The relatives said that the four male students are being detained at Irbid prison in northern Jordan and that the female student is being held at the Juweida Women's detention facility in Amman. The father of one of the male students told Human Rights Watch that authorities had permitted him to see and speak to his son through a glass pane for 10 minutes at a time during regular prison visiting hours on three days each week. He said that his son, who suffers from a heart condition, still bore marks all over his body as a result of the assault by the student mob and that authorities had delayed more than 24 hours before admitting him to a local hospital for medical treatment.

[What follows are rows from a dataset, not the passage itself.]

use ember::ServerEvent;
use log::Level;

fn sources(sources: &[u32]) -> String {
    let list: Vec<String> = sources.iter().map(u32::to_string).collect();
    format!("[{}]", list.join(", "))
}

/// One-line description of a server event with the level it is shown at.
pub fn describe(event: &ServerEvent) -> (Level, String) {
    match event {
        ServerEvent::Listening { addr } => (Level::Info, format!("Listening on {}", addr)),
        ServerEvent::ConnectionOpened { peer, addr } => {
            (Level::Info, format!("{} connected from {}", peer, addr))
        }
        ServerEvent::ConnectionClosed { peer, addr, reason } => (
            Level::Info,
            format!("{} ({}) {}", peer, addr, reason.as_str()),
        ),
        ServerEvent::RequestReceived { peer, path, .. } => {
            let path = path
                .as_ref()
                .map(ToString::to_string)
                .unwrap_or_else(|| "-".into());
            (Level::Debug, format!("{} request on {}", peer, path))
        }
        ServerEvent::ValueChanged {
            path,
            identifier,
            value,
            origin,
        } => {
            let name = identifier.as_deref().unwrap_or("?");
            let by = origin.map_or_else(|| "operator".to_string(), |addr| addr.to_string());
            (
                Level::Info,
                format!("{} {} = {} (by {})", path, name, value, by),
            )
        }
        ServerEvent::MatrixChanged {
            path,
            target,
            sources: s,
        } => (
            Level::Info,
            format!("{} target {} set to {}", path, target, sources(s)),
        ),
        ServerEvent::MatrixConnect {
            path,
            target,
            sources: s,
        } => (
            Level::Info,
            format!("{} target {} connect {}", path, target, sources(s)),
        ),
        ServerEvent::MatrixDisconnect {
            path,
            target,
            sources: s,
        } => (
            Level::Info,
            format!("{} target {} disconnect {}", path, target, sources(s)),
        ),
        ServerEvent::Invoked {
            path,
            invocation_id,
            success,
        } => {
            let level = if *success { Level::Info } else { Level::Warn };
            let id = invocation_id.map_or_else(|| "-".to_string(), |id| id.to_string());
            let outcome = if *success { "succeeded" } else { "failed" };
            (level, format!("Invocation {} on {} {}", id, path, outcome))
        }
        ServerEvent::Error { addr, message } => match addr {
            Some(addr) => (Level::Error, format!("{}: {}", addr, message)),
            None => (Level::Error, message.clone()),
        },
    }
}

#[cfg(test)]
mod tests {
    use super::*;
    use ember::Value;

    #[test]
    fn test_describe_value_change() {
        let event = ServerEvent::ValueChanged {
            path: "0.1.0".parse().unwrap(),
            identifier: Some("gain".into()),
            value: Value::Real(-3.5),
            origin: None,
        };
        let (level, text) = describe(&event);
        assert_eq!(level, Level::Info);
        assert_eq!(text, "0.1.0 gain = -3.5 (by operator)");
    }

    #[test]
    fn test_describe_matrix_connect() {
        let event = ServerEvent::MatrixConnect {
            path: "0.2".parse().unwrap(),
            target: 1,
            sources: vec![4, 5],
        };
        assert_eq!(describe(&event).1, "0.2 target 1 connect [4, 5]");
    }
}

The alleged desecration of the Quran and the assault on the five students has provoked wide interest and controversy in Jordan. The day after the incident, the Ammon news website posted an interview with a well-known shaikh, who is seen as leader of the “Salafi-Jihadi current.” The website reported that the shaikh had said it is permissible for Muslims to kill the five students because they “have been marked as infidels,” adding, “We hope to see their punishment soon.” The shaikh has not denied this interview, which remains online.

The shaikh's remarks appear to have led to other calls for the students to be killed in messages posted on the Facebook social networking site and news websites, prompting fears for their safety and doubts about whether they will be able to complete their university studies in Jordan.

Several members of parliament have called for a general session of the assembly to discuss “devil worshippers” with one, quoted in al-Ghad newspaper, castigating the acts of so-called devil worshipers as an “affront” to Jordan's societal values, beliefs, and “most sacred things.”

International law, including Jordan's treaty obligations as a party to the International Covenant on Civil and Political Rights (ICCPR) requires the authorities to take reasonable steps to protect the right to security of all people within the country. It also requires Jordan to uphold the rights to freedom of expression and thought, conscience, and religion. That would require not prosecuting people for peacefully expressing their views and protecting them from attempts by others to coercively limit their ability to express their opinions and religious beliefs.

Under international law, Jordan must ensure that no one in the country is arbitrarily detained – including those detained for exercising a basic right and must “promptly” inform anyone detained on suspicion of a crime of the nature and cause of the charge against them. Article 20 of the ICCPR requires the authorities to prohibit by law “[a]ny advocacy of national, racial or religious hatred that constitutes incitement to discrimination, hostility or violence,” while article 81 of the Jordanian penal code prohibits incitement to commit crimes.

“Rather than locking up these five students without charge and compounding the harm done to them, the authorities should be bringing to justice those who violently assaulted them,” Goldstein said. “They should also investigate reported statements that appear to call for the students' deaths and prosecute their authors if they amount to direct incitement to murder.”